--- The data Enclosed Below ---

use std::path::{Path, PathBuf};

use chrono::NaiveDateTime;

pub const STEM_PREFIX: &str = "Screenshot_";
pub const IMAGES_DIR: &str = "images";
pub const LABELS_DIR: &str = "labels";

/// `<root>/images` + `<root>/labels`, the on-disk dataset layout.
#[derive(Clone, Debug)]
pub struct DatasetDirs {
    root: PathBuf,
}

impl DatasetDirs {
    pub fn new(root: impl Into<PathBuf>) -> Self {
        Self { root: root.into() }
    }

    pub fn root(&self) -> &Path {
        &self.root
    }

    pub fn images(&self) -> PathBuf {
        self.root.join(IMAGES_DIR)
    }

    pub fn labels(&self) -> PathBuf {
        self.root.join(LABELS_DIR)
    }

    pub fn image_path(&self, stem: &str) -> PathBuf {
        self.images().join(format!("{stem}.png"))
    }

    pub fn label_path(&self, stem: &str) -> PathBuf {
        self.labels().join(format!("{stem}.txt"))
    }

    pub fn create(&self) -> std::io::Result<()> {
        std::fs::create_dir_all(self.images())?;
        std::fs::create_dir_all(self.labels())
    }
}

/// Hands out unique `Screenshot_<yyyyMMdd_HHmmss>` stems.
///
/// The timestamp has one-second resolution; a second stem within the same
/// second, or one whose files already exist, gets a `_<n>` counter suffix.
#[derive(Debug, Default)]
pub struct StemAllocator {
    last_stamp: String,
    counter: u32,
}

impl StemAllocator {
    pub fn new() -> Self {
        Self::default()
    }

    pub fn next(&mut self, now: NaiveDateTime, dirs: &DatasetDirs) -> String {
        let stamp = now.format("%Y%m%d_%H%M%S").to_string();
        if stamp != self.last_stamp {
            self.last_stamp = stamp;
            self.counter = 0;
        } else {
            self.counter += 1;
        }

        loop {
            let stem = if self.counter == 0 {
                format!("{STEM_PREFIX}{}", self.last_stamp)
            } else {
                format!("{STEM_PREFIX}{}_{}", self.last_stamp, self.counter)
            };
            if !dirs.image_path(&stem).exists() && !dirs.label_path(&stem).exists() {
                return stem;
            }
            self.counter += 1;
        }
    }
}

#[cfg(test)]
mod tests {
    use super::*;
    use chrono::NaiveDate;

    fn at(h: u32, m: u32, s: u32) -> NaiveDateTime {
        NaiveDate::from_ymd_opt(2024, 3, 7)
            .unwrap()
            .and_hms_opt(h, m, s)
            .unwrap()
    }

    #[test]
    fn stems_follow_timestamp_format() {
        let dir = tempfile::tempdir().unwrap();
        let dirs = DatasetDirs::new(dir.path());
        let mut stems = StemAllocator::new();
        assert_eq!(stems.next(at(9, 5, 1), &dirs), "Screenshot_20240307_090501");
        assert_eq!(stems.next(at(9, 5, 3), &dirs), "Screenshot_20240307_090503");
    }

    #[test]
    fn same_second_gets_counter() {
        let dir = tempfile::tempdir().unwrap();
        let dirs = DatasetDirs::new(dir.path());
        let mut stems = StemAllocator::new();
        assert_eq!(stems.next(at(12, 0, 0), &dirs), "Screenshot_20240307_120000");
        assert_eq!(stems.next(at(12, 0, 0), &dirs), "Screenshot_20240307_120000_1");
        assert_eq!(stems.next(at(12, 0, 0), &dirs), "Screenshot_20240307_120000_2");
        assert_eq!(stems.next(at(12, 0, 1), &dirs), "Screenshot_20240307_120001");
    }

    #[test]
    fn existing_files_are_skipped() {
        let dir = tempfile::tempdir().unwrap();
        let dirs = DatasetDirs::new(dir.path());
        dirs.create().unwrap();
        std::fs::write(dirs.label_path("Screenshot_20240307_120000"), "").unwrap();
        std::fs::write(dirs.image_path("Screenshot_20240307_120000_1"), "").unwrap();

        let mut stems = StemAllocator::new();
        assert_eq!(stems.next(at(12, 0, 0), &dirs), "Screenshot_20240307_120000_2");
        assert_eq!(stems.next(at(12, 0, 0), &dirs), "Screenshot_20240307_120000_3");
    }

    #[test]
    fn paths_share_stem() {
        let dirs = DatasetDirs::new("out");
        assert_eq!(dirs.image_path("s"), Path::new("out/images/s.png"));
        assert_eq!(dirs.label_path("s"), Path::new("out/labels/s.txt"));
    }
}
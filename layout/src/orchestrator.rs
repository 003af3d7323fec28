use std::{
    fs::{self, File},
    io::{BufWriter, Write},
    path::{Path, PathBuf},
};

use chrono::{Local, NaiveDateTime};
use rand::Rng;
use tracing::{info, warn};

use crate::{
    annotation::{AnnotationRecord, encode, write_labels},
    catalog::ClassCatalog,
    error::CycleError,
    geom::{CanvasBounds, ElementSpec, PlacedRect},
    placer::LayoutGenerator,
    stem::{DatasetDirs, StemAllocator},
};

/// Draws controls and rasterizes the canvas.
pub trait Renderer {
    type Raster;
    type Error: std::error::Error + Send + Sync + 'static;

    fn canvas_bounds(&mut self) -> CanvasBounds;
    /// Controls to place this cycle with their natural sizes, in catalog order.
    fn elements(&mut self) -> Vec<ElementSpec>;
    fn apply_layout(&mut self, placed: &[PlacedRect]) -> Result<Self::Raster, Self::Error>;
}

/// Encodes a raster produced by a [`Renderer`] to a file.
pub trait ImageWriter<Raster> {
    type Error: std::error::Error + Send + Sync + 'static;

    fn write(&mut self, raster: &Raster, path: &Path) -> Result<(), Self::Error>;
}

pub type Clock = fn() -> NaiveDateTime;

fn local_now() -> NaiveDateTime {
    Local::now().naive_local()
}

/// One written (image, label) pair.
#[derive(Clone, Debug)]
pub struct Sample {
    pub stem: String,
    pub image_path: PathBuf,
    pub label_path: PathBuf,
    pub bounds: CanvasBounds,
    pub placed: Vec<PlacedRect>,
    pub records: Vec<AnnotationRecord>,
}

/// Runs generation cycles: place, render, encode, write.
///
/// A cycle either writes both files of a pair or none of them.
pub struct SampleOrchestrator<R, W> {
    catalog: ClassCatalog,
    generator: LayoutGenerator,
    renderer: R,
    writer: W,
    dirs: DatasetDirs,
    stems: StemAllocator,
    clock: Clock,
}

impl<R, W> SampleOrchestrator<R, W>
where
    R: Renderer,
    W: ImageWriter<R::Raster>,
{
    pub fn new(
        catalog: ClassCatalog,
        generator: LayoutGenerator,
        renderer: R,
        writer: W,
        dirs: DatasetDirs,
    ) -> Self {
        Self {
            catalog,
            generator,
            renderer,
            writer,
            dirs,
            stems: StemAllocator::new(),
            clock: local_now,
        }
    }

    pub fn with_clock(mut self, clock: Clock) -> Self {
        self.clock = clock;
        self
    }

    pub fn catalog(&self) -> &ClassCatalog {
        &self.catalog
    }

    pub fn dirs(&self) -> &DatasetDirs {
        &self.dirs
    }

    pub fn renderer(&self) -> &R {
        &self.renderer
    }

    /// Runs one cycle and logs its outcome. Only fatal errors come back as
    /// `Err`; a skipped cycle yields `Ok(None)`.
    pub fn tick<G: Rng>(&mut self, rng: &mut G) -> Result<Option<Sample>, CycleError> {
        match self.run_cycle(rng) {
            Ok(sample) => {
                info!(
                    image = %sample.image_path.display(),
                    labels = %sample.label_path.display(),
                    boxes = sample.records.len(),
                    "sample written"
                );
                Ok(Some(sample))
            }
            Err(e) if e.is_fatal() => Err(e),
            Err(e) => {
                warn!(error = %e, "cycle skipped");
                Ok(None)
            }
        }
    }

    pub fn run_cycle<G: Rng>(&mut self, rng: &mut G) -> Result<Sample, CycleError> {
        let bounds = self.renderer.canvas_bounds();
        let elements = self.renderer.elements();
        if !bounds.is_valid() {
            return Err(CycleError::DegenerateCanvas {
                width: bounds.width,
                height: bounds.height,
            });
        }

        let placed = self
            .generator
            .place(rng, &self.catalog, bounds, &elements)?
            .to_vec();

        let raster = self
            .renderer
            .apply_layout(&placed)
            .map_err(|e| CycleError::Render(Box::new(e)))?;

        let records = encode(&placed, bounds);

        self.dirs
            .create()
            .map_err(|e| CycleError::write(self.dirs.root(), e))?;
        let stem = self.stems.next((self.clock)(), &self.dirs);
        let image_path = self.dirs.image_path(&stem);
        let label_path = self.dirs.label_path(&stem);

        self.writer
            .write(&raster, &image_path)
            .map_err(|e| CycleError::write(&image_path, e))?;

        if let Err(e) = write_label_file(&label_path, &records) {
            // drop the image so it never sits in the dataset without labels
            if let Err(rm) = fs::remove_file(&image_path) {
                warn!(
                    path = %image_path.display(),
                    error = %rm,
                    "could not remove unlabeled image"
                );
            }
            return Err(CycleError::write(label_path, e));
        }

        Ok(Sample {
            stem,
            image_path,
            label_path,
            bounds,
            placed,
            records,
        })
    }
}

fn write_label_file(path: &Path, records: &[AnnotationRecord]) -> std::io::Result<()> {
    let mut out = BufWriter::new(File::create(path)?);
    write_labels(&mut out, records)?;
    out.flush()
}
use std::path::PathBuf;

use thiserror::Error;

type BoxError = Box<dyn std::error::Error + Send + Sync + 'static>;

/// Placement input errors. Unknown or duplicate classes are programmer
/// errors; invalid sizes only spoil the current cycle.
#[derive(Debug, Error)]
pub enum LayoutError {
    #[error("unknown control class: {0}")]
    UnknownClass(String),
    #[error("control class defined twice: {0}")]
    DuplicateClass(String),
    #[error("element {name} has invalid size {width}x{height}")]
    InvalidElement { name: String, width: f64, height: f64 },
    #[error("cannot place on a {width}x{height} canvas")]
    InvalidCanvas { width: f64, height: f64 },
}

impl LayoutError {
    /// Catalog wiring errors; bad sizes come from a single cycle's input.
    pub fn is_wiring(&self) -> bool {
        matches!(
            self,
            LayoutError::UnknownClass(_) | LayoutError::DuplicateClass(_)
        )
    }
}

/// Why a generation cycle produced no sample.
#[derive(Debug, Error)]
pub enum CycleError {
    #[error("degenerate canvas {width}x{height}")]
    DegenerateCanvas { width: f64, height: f64 },

    #[error("render failed: {0}")]
    Render(#[source] BoxError),

    #[error("write failed for {}: {source}", path.display())]
    Write {
        path: PathBuf,
        #[source]
        source: BoxError,
    },

    #[error(transparent)]
    Layout(#[from] LayoutError),
}

impl CycleError {
    /// Only catalog wiring errors stop the run; everything else skips a cycle.
    pub fn is_fatal(&self) -> bool {
        matches!(self, CycleError::Layout(e) if e.is_wiring())
    }

    pub(crate) fn write(path: impl Into<PathBuf>, source: impl Into<BoxError>) -> Self {
        CycleError::Write {
            path: path.into(),
            source: source.into(),
        }
    }
}

/// A label line that does not follow `class cx cy w h`.
#[derive(Debug, Error, PartialEq)]
#[error("label line {line}: {reason}")]
pub struct AnnotationParseError {
    pub line: usize,
    pub reason: String,
}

--- End of Enclosed The data ---

— Description of the task —
Look over the records above and copy each line that includes the string "warn".

— Reply —
use tracing::{info, warn};
                warn!(error = %e, "cycle skipped");
                warn!(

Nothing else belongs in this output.